### To do
Where a line of the data below has the string "score", copy that line.

### Provided entries
━━━━━━━━━━━━━━━━━━━━

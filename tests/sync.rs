use axum::{body::to_bytes, http::Request, Router};
use serde_json::{json, Value};
use squadload_rs::config::{Config, SyncConfig};
use squadload_rs::error::SyncError;
use squadload_rs::sync::{sync_label, TRAINING_LABEL};
use squadload_rs::types::session::DayType;
use squadload_rs::{routes, state::AppState};
use tower::ServiceExt;

fn app(config: Config) -> Router {
    routes::router().with_state(AppState::new(config))
}

async fn post_sync(app: Router, payload: Value) -> (axum::http::StatusCode, Value) {
    let response = app
        .oneshot(
            Request::builder()
                .uri("/api/sync")
                .method("POST")
                .header("content-type", "application/json")
                .body(axum::body::Body::from(payload.to_string()))
                .expect("request"),
        )
        .await
        .expect("response");

    let status = response.status();
    let body = to_bytes(response.into_body(), usize::MAX)
        .await
        .expect("body bytes");
    (status, serde_json::from_slice(&body).expect("json body"))
}

#[test]
fn match_day_needs_an_opponent() {
    assert_eq!(
        sync_label(&DayType::MatchDay, Some(" Rivals ")).expect("label"),
        "Rivals"
    );
    assert!(matches!(
        sync_label(&DayType::MatchDay, Some("")),
        Err(SyncError::MissingOpponent)
    ));
    assert_eq!(
        sync_label(&DayType::Before(2), Some("ignored")).expect("label"),
        TRAINING_LABEL
    );
}

#[test]
fn day_type_labels_round_trip() {
    for label in DayType::LABELS {
        let day_type = DayType::from_str(label).expect("known label");
        assert_eq!(day_type.to_string(), label);
    }
    assert_eq!(DayType::from_str("md-6"), None);
    assert_eq!(DayType::from_str("md+1"), Some(DayType::After(1)));
}

#[tokio::test]
async fn unknown_day_type_is_rejected() {
    let (status, body) = post_sync(app(Config::default()), json!({"day_type": "MD-9"})).await;

    assert_eq!(status, axum::http::StatusCode::BAD_REQUEST);
    assert!(body["error"].as_str().expect("error").contains("MD-9"));
}

#[tokio::test]
async fn match_day_without_opponent_is_rejected() {
    let (status, _) = post_sync(app(Config::default()), json!({"day_type": "MD"})).await;

    assert_eq!(status, axum::http::StatusCode::BAD_REQUEST);
}

#[tokio::test]
async fn unconfigured_sync_is_service_unavailable() {
    let (status, _) = post_sync(app(Config::default()), json!({"day_type": "MD-1"})).await;

    assert_eq!(status, axum::http::StatusCode::SERVICE_UNAVAILABLE);
}

#[cfg(unix)]
fn shell_config(script: &str) -> (Config, std::path::PathBuf) {
    let dir = std::env::temp_dir().join(format!("squadload-sync-{}", uuid::Uuid::new_v4()));
    std::fs::create_dir_all(&dir).expect("temp dir");
    let config = Config {
        sync: SyncConfig {
            program: Some("/bin/sh".into()),
            args: vec!["-c".to_string(), script.to_string()],
            script: None,
            stdout_log: dir.join("out.txt"),
            stderr_log: dir.join("err.txt"),
        },
        ..Config::default()
    };
    (config, dir)
}

#[cfg(unix)]
#[tokio::test]
async fn sync_passes_day_type_and_opponent_to_the_script() {
    let (config, dir) = shell_config("echo \"$DAY_TYPE $DAY_TIPE\"");
    let (status, body) = post_sync(app(config), json!({"day_type": "md", "opponent": "Rivals"})).await;

    assert_eq!(status, axum::http::StatusCode::OK);
    assert_eq!(body["success"], true);
    assert_eq!(body["day_type"], "MD");
    assert_eq!(body["log"].as_str().expect("log").trim(), "MD Rivals");
    let _ = std::fs::remove_dir_all(&dir);
}

#[cfg(unix)]
#[tokio::test]
async fn failed_sync_reports_the_error_log() {
    let (config, dir) = shell_config("echo boom >&2; exit 3");
    let (status, body) = post_sync(app(config), json!({"day_type": "MD+1"})).await;

    assert_eq!(status, axum::http::StatusCode::BAD_GATEWAY);
    assert_eq!(body["success"], false);
    assert_eq!(body["exit_code"], 3);
    assert_eq!(body["label"], "TRAINING");
    assert!(body["log"].as_str().expect("log").contains("boom"));
    let _ = std::fs::remove_dir_all(&dir);
}

#[cfg(unix)]
#[tokio::test]
async fn script_path_may_contain_spaces() {
    let (mut config, dir) = shell_config("");
    let script_dir = dir.join("sync scripts");
    std::fs::create_dir_all(&script_dir).expect("script dir");
    let script = script_dir.join("pull gps.sh");
    std::fs::write(&script, "echo \"$DAY_TYPE ran\"\n").expect("script");
    config.sync.args = Vec::new();
    config.sync.script = Some(script);

    let (status, body) = post_sync(app(config), json!({"day_type": "MD-2"})).await;

    assert_eq!(status, axum::http::StatusCode::OK);
    assert_eq!(body["log"].as_str().expect("log").trim(), "MD-2 ran");
    let _ = std::fs::remove_dir_all(&dir);
}
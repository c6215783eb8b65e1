use axum::http::StatusCode;
use axum::response::{IntoResponse, Response};
use axum::{extract::State, routing::post, Json, Router};
use serde::Deserialize;

use crate::error::{AppError, SyncError};
use crate::state::AppState;
use crate::sync::{sync_label, SyncJob};
use crate::types::session::DayType;

pub fn router() -> Router<AppState> {
    Router::new().route("/api/sync", post(sync))
}

#[derive(Deserialize)]
struct SyncRequest {
    day_type: String,
    opponent: Option<String>,
}

async fn sync(
    State(state): State<AppState>,
    Json(request): Json<SyncRequest>,
) -> Result<Response, AppError> {
    let day_type = DayType::from_str(&request.day_type)
        .ok_or_else(|| SyncError::UnknownDayType(request.day_type.clone()))?;
    let label = sync_label(&day_type, request.opponent.as_deref())?;
    let job = SyncJob::from_config(&state.config().sync)?;

    let outcome = tokio::task::spawn_blocking(move || job.run(&day_type, &label))
        .await
        .map_err(|e| AppError::Internal(format!("Sync task failed: {}", e)))??;

    let status = if outcome.success {
        StatusCode::OK
    } else {
        StatusCode::BAD_GATEWAY
    };
    Ok((status, Json(outcome)).into_response())
}
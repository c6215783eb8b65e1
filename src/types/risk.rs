use serde::{Deserialize, Serialize};

#[derive(Debug, Clone, Copy, PartialEq, Eq, PartialOrd, Ord, Hash, Serialize)]
#[serde(rename_all = "snake_case")]
pub enum Severity {
    Normal,
    Caution,
    Danger,
}

#[derive(Debug, Clone, Copy, PartialEq, Eq, Hash, Serialize)]
#[serde(rename_all = "snake_case")]
pub enum AcwrBand {
    DangerLow,
    CautionLow,
    Normal,
    CautionHigh,
    DangerHigh,
    Unavailable,
}

impl AcwrBand {
    pub fn severity(&self) -> Option<Severity> {
        match self {
            AcwrBand::DangerLow | AcwrBand::DangerHigh => Some(Severity::Danger),
            AcwrBand::CautionLow | AcwrBand::CautionHigh => Some(Severity::Caution),
            AcwrBand::Normal => Some(Severity::Normal),
            AcwrBand::Unavailable => None,
        }
    }

    pub fn is_alert(&self) -> bool {
        matches!(self.severity(), Some(Severity::Caution | Severity::Danger))
    }
}

#[derive(Debug, Clone, Copy, PartialEq, Eq, Hash, Serialize)]
#[serde(rename_all = "snake_case")]
pub enum WellnessBand {
    Danger,
    Caution,
    Normal,
    Missing,
}

impl WellnessBand {
    pub fn severity(&self) -> Option<Severity> {
        match self {
            WellnessBand::Danger => Some(Severity::Danger),
            WellnessBand::Caution => Some(Severity::Caution),
            WellnessBand::Normal => Some(Severity::Normal),
            WellnessBand::Missing => None,
        }
    }

    pub fn is_alert(&self) -> bool {
        matches!(self, WellnessBand::Danger | WellnessBand::Caution)
    }
}

#[derive(Debug, Clone, Copy, PartialEq, Eq, Hash, Serialize)]
#[serde(rename_all = "snake_case")]
pub enum Flag {
    Alert,
    Clear,
    Missing,
}

impl Flag {
    pub fn is_alert(&self) -> bool {
        matches!(self, Flag::Alert)
    }
}

#[derive(Debug, Clone, Copy, PartialEq, Eq, Hash, Serialize, Deserialize)]
#[serde(rename_all = "snake_case")]
pub enum Polarity {
    HigherIsBetter,
    LowerIsBetter,
}
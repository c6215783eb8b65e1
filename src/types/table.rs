#[derive(Debug, Clone, Default, PartialEq)]
pub struct RawTable {
    headers: Vec<String>,
    rows: Vec<Vec<String>>,
}

impl RawTable {
    pub fn new(headers: Vec<String>, rows: Vec<Vec<String>>) -> Self {
        let headers: Vec<String> = headers
            .into_iter()
            .enumerate()
            .map(|(idx, h)| {
                let h = if idx == 0 { h.trim_start_matches('\u{feff}') } else { h.as_str() };
                h.trim().to_string()
            })
            .collect();
        let width = headers.len();
        let rows = rows
            .into_iter()
            .map(|mut row| {
                row.resize(width, String::new());
                row
            })
            .collect();

        Self { headers, rows }
    }

    pub fn headers(&self) -> &[String] {
        &self.headers
    }

    pub fn rows(&self) -> &[Vec<String>] {
        &self.rows
    }

    pub fn len(&self) -> usize {
        self.rows.len()
    }

    pub fn is_empty(&self) -> bool {
        self.rows.is_empty()
    }

    pub fn column_index(&self, name: &str) -> Option<usize> {
        self.headers.iter().position(|h| h == name)
    }
}

pub fn cell(row: &[String], idx: Option<usize>) -> &str {
    idx.and_then(|i| row.get(i)).map(String::as_str).unwrap_or("")
}
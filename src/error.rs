use axum::http::StatusCode;
use axum::response::{IntoResponse, Response};
use axum::Json;
use serde_json::json;

#[derive(Debug, thiserror::Error)]
pub enum SourceError {
    #[error("No {0} data source configured")]
    NotConfigured(&'static str),
    #[error("Failed to fetch sheet export: {0}")]
    Http(#[from] reqwest::Error),
    #[error("Failed to read {path}: {source}")]
    Io {
        path: String,
        source: std::io::Error,
    },
    #[error("Malformed CSV: {0}")]
    Csv(#[from] csv::Error),
}

#[derive(Debug, thiserror::Error)]
pub enum SyncError {
    #[error("No sync program configured")]
    NotConfigured,
    #[error("Unknown day type: {0}")]
    UnknownDayType(String),
    #[error("An opponent is required on match day")]
    MissingOpponent,
    #[error("Failed to open sync log {path}: {source}")]
    Log {
        path: String,
        source: std::io::Error,
    },
    #[error("Failed to start {program}: {source}")]
    Spawn {
        program: String,
        source: std::io::Error,
    },
}

#[derive(Debug, thiserror::Error)]
pub enum AppError {
    #[error(transparent)]
    Source(#[from] SourceError),
    #[error(transparent)]
    Sync(#[from] SyncError),
    #[error("Invalid request: {0}")]
    BadRequest(String),
    #[error("Internal error: {0}")]
    Internal(String),
}

impl IntoResponse for AppError {
    fn into_response(self) -> Response {
        let status = match &self {
            AppError::Source(SourceError::NotConfigured(_)) => StatusCode::SERVICE_UNAVAILABLE,
            AppError::Source(_) => StatusCode::BAD_GATEWAY,
            AppError::Sync(SyncError::UnknownDayType(_) | SyncError::MissingOpponent) => {
                StatusCode::BAD_REQUEST
            }
            AppError::Sync(SyncError::NotConfigured) => StatusCode::SERVICE_UNAVAILABLE,
            AppError::Sync(_) => StatusCode::INTERNAL_SERVER_ERROR,
            AppError::BadRequest(_) => StatusCode::BAD_REQUEST,
            AppError::Internal(_) => StatusCode::INTERNAL_SERVER_ERROR,
        };

        let body = Json(json!({
            "error": self.to_string()
        }));

        (status, body).into_response()
    }
}
pub mod report;
pub mod risk;
pub mod session;
pub mod table;
pub mod value;
pub mod wellness;
pub mod workload;

use crate::pipeline::normalize::Normalized;

pub type GpsTable = Normalized<session::SessionRecord>;
pub type WellnessTable = Normalized<wellness::WellnessRecord>;
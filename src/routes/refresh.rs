use axum::{extract::State, routing::post, Json, Router};
use serde::Serialize;

use crate::state::AppState;

pub fn router() -> Router<AppState> {
    Router::new().route("/api/refresh", post(refresh))
}

#[derive(Serialize)]
struct RefreshResponse {
    invalidated: usize,
    message: &'static str,
}

async fn refresh(State(state): State<AppState>) -> Json<RefreshResponse> {
    let invalidated = state.invalidate();
    Json(RefreshResponse {
        invalidated,
        message: "Data cache cleared. Next request reloads from the source.",
    })
}
use crate::pipeline::normalize::{is_blank, non_empty, parse_timestamp, NormalizeReport, Normalized, Normalizer};
use crate::pipeline::numeric::{coerce, extract_ordinal};
use crate::types::table::{cell, RawTable};
use crate::types::value::{CoercionMode, NumericValue};
use crate::types::wellness::{
    WellnessMetric, WellnessRecord, MUSCLE_PAIN_COLUMN, NAME_COLUMN, SLEEP_HOURS_COLUMN,
    TIMESTAMP_COLUMN, URINE_COLOR_COLUMN,
};

pub struct WellnessNormalizer;

impl Normalizer for WellnessNormalizer {
    type Record = WellnessRecord;

    fn normalize(&self, raw: &RawTable) -> Normalized<WellnessRecord> {
        let timestamp_idx = raw.column_index(TIMESTAMP_COLUMN);
        let name_idx = raw.column_index(NAME_COLUMN);
        let urine_idx = raw.column_index(URINE_COLOR_COLUMN);
        let sleep_idx = raw.column_index(SLEEP_HOURS_COLUMN);
        let pain_idx = raw.column_index(MUSCLE_PAIN_COLUMN);
        let metric_idx: Vec<(WellnessMetric, Option<usize>)> = WellnessMetric::ALL
            .into_iter()
            .map(|m| (m, raw.column_index(m.header())))
            .collect();

        let mut report = NormalizeReport {
            rows_read: raw.len(),
            ..Default::default()
        };
        let mut records = Vec::with_capacity(raw.len());

        for row in raw.rows() {
            if is_blank(row) {
                report.rows_dropped += 1;
                continue;
            }
            let Some(timestamp) = parse_timestamp(cell(row, timestamp_idx)) else {
                report.rows_dropped += 1;
                continue;
            };

            let score = |metric: WellnessMetric| -> NumericValue {
                let idx = metric_idx
                    .iter()
                    .find(|(m, _)| *m == metric)
                    .and_then(|(_, idx)| *idx);
                let text = cell(row, idx);
                if metric.is_ordinal() {
                    extract_ordinal(text)
                } else {
                    coerce(text, CoercionMode::MissingPreserving)
                }
            };

            records.push(WellnessRecord {
                timestamp,
                date: timestamp.date(),
                name: cell(row, name_idx).trim().to_string(),
                fatigue: score(WellnessMetric::Fatigue),
                sleep_quality: score(WellnessMetric::SleepQuality),
                muscle_discomfort: score(WellnessMetric::MuscleDiscomfort),
                mood: score(WellnessMetric::Mood),
                recovery: score(WellnessMetric::Recovery),
                urine_color: non_empty(cell(row, urine_idx)),
                sleep_hours: non_empty(cell(row, sleep_idx)),
                muscle_pain_location: non_empty(cell(row, pain_idx)),
            });
        }

        report.rows_kept = records.len();
        if report.rows_dropped > 0 {
            tracing::warn!(
                "Wellness sheet: dropped {} row(s) without a parseable timestamp",
                report.rows_dropped
            );
        }

        Normalized { records, report }
    }
}

pub fn wellness_to_raw(records: &[WellnessRecord]) -> RawTable {
    let mut headers = vec![TIMESTAMP_COLUMN.to_string(), NAME_COLUMN.to_string()];
    headers.extend(WellnessMetric::ALL.iter().map(|m| m.header().to_string()));
    headers.extend(
        [URINE_COLOR_COLUMN, SLEEP_HOURS_COLUMN, MUSCLE_PAIN_COLUMN]
            .iter()
            .map(|h| h.to_string()),
    );

    let rows = records
        .iter()
        .map(|r| {
            let mut row = vec![
                r.timestamp.format("%Y-%m-%d %H:%M:%S%.f").to_string(),
                r.name.clone(),
            ];
            row.extend(WellnessMetric::ALL.iter().map(|m| r.metric(*m).to_cell()));
            row.push(r.urine_color.clone().unwrap_or_default());
            row.push(r.sleep_hours.clone().unwrap_or_default());
            row.push(r.muscle_pain_location.clone().unwrap_or_default());
            row
        })
        .collect();

    RawTable::new(headers, rows)
}
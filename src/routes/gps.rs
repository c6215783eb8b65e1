use axum::extract::{Query, State};
use axum::{routing::get, Json, Router};
use serde::{Deserialize, Serialize};

use crate::error::AppError;
use crate::pipeline::normalize::NormalizeReport;
use crate::pipeline::report;
use crate::routes::{query_date, required_date};
use crate::state::AppState;
use crate::types::report::{AcwrSummary, PlayerReport, SessionDay, SessionReport};

pub fn router() -> Router<AppState> {
    Router::new()
        .route("/api/gps/dates", get(dates))
        .route("/api/gps/athletes", get(athletes))
        .route("/api/gps/session-report", get(session_report))
        .route("/api/gps/player-report", get(player_report))
        .route("/api/gps/acwr-summary", get(acwr_summary))
}

#[derive(Serialize)]
struct DatesResponse {
    days: Vec<SessionDay>,
    load: NormalizeReport,
}

#[derive(Serialize)]
struct AthletesResponse {
    athletes: Vec<String>,
}

#[derive(Deserialize)]
struct SessionQuery {
    date: Option<String>,
    session: Option<String>,
}

#[derive(Deserialize)]
struct PlayerQuery {
    athlete: Option<String>,
    start: Option<String>,
    end: Option<String>,
}

#[derive(Deserialize)]
struct SummaryQuery {
    date: Option<String>,
}

async fn dates(State(state): State<AppState>) -> Result<Json<DatesResponse>, AppError> {
    let table = state.gps().await?;
    Ok(Json(DatesResponse {
        days: report::session_days(&table.records),
        load: table.report.clone(),
    }))
}

async fn athletes(State(state): State<AppState>) -> Result<Json<AthletesResponse>, AppError> {
    let table = state.gps().await?;
    Ok(Json(AthletesResponse {
        athletes: report::athletes(&table.records),
    }))
}

async fn session_report(
    State(state): State<AppState>,
    Query(query): Query<SessionQuery>,
) -> Result<Json<SessionReport>, AppError> {
    let date = required_date("date", query.date.as_deref())?;
    let session = query
        .session
        .as_deref()
        .map(str::trim)
        .filter(|s| !s.is_empty())
        .ok_or_else(|| AppError::BadRequest("Missing session".to_string()))?;

    let table = state.gps().await?;
    Ok(Json(report::session_report(&table.records, date, session)))
}

async fn player_report(
    State(state): State<AppState>,
    Query(query): Query<PlayerQuery>,
) -> Result<Json<PlayerReport>, AppError> {
    let athlete = query
        .athlete
        .as_deref()
        .map(str::trim)
        .filter(|a| !a.is_empty())
        .ok_or_else(|| AppError::BadRequest("Missing athlete".to_string()))?;
    let start = query_date("start", query.start.as_deref())?;
    let end = query_date("end", query.end.as_deref())?;

    let table = state.gps().await?;
    Ok(Json(report::player_report(
        &table.records,
        athlete,
        start,
        end,
        &state.workload_engine(),
        state.config().acwr_source,
    )))
}

async fn acwr_summary(
    State(state): State<AppState>,
    Query(query): Query<SummaryQuery>,
) -> Result<Json<AcwrSummary>, AppError> {
    let date = required_date("date", query.date.as_deref())?;
    let table = state.gps().await?;
    Ok(Json(report::acwr_summary(
        &table.records,
        date,
        &state.workload_engine(),
        state.config().acwr_source,
    )))
}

━━━━━━━━━━━━━━━━━━━━

### Response
            let score = |metric: WellnessMetric| -> NumericValue {
                fatigue: score(WellnessMetric::Fatigue),
                sleep_quality: score(WellnessMetric::SleepQuality),
                muscle_discomfort: score(WellnessMetric::MuscleDiscomfort),
                mood: score(WellnessMetric::Mood),
                recovery: score(WellnessMetric::Recovery),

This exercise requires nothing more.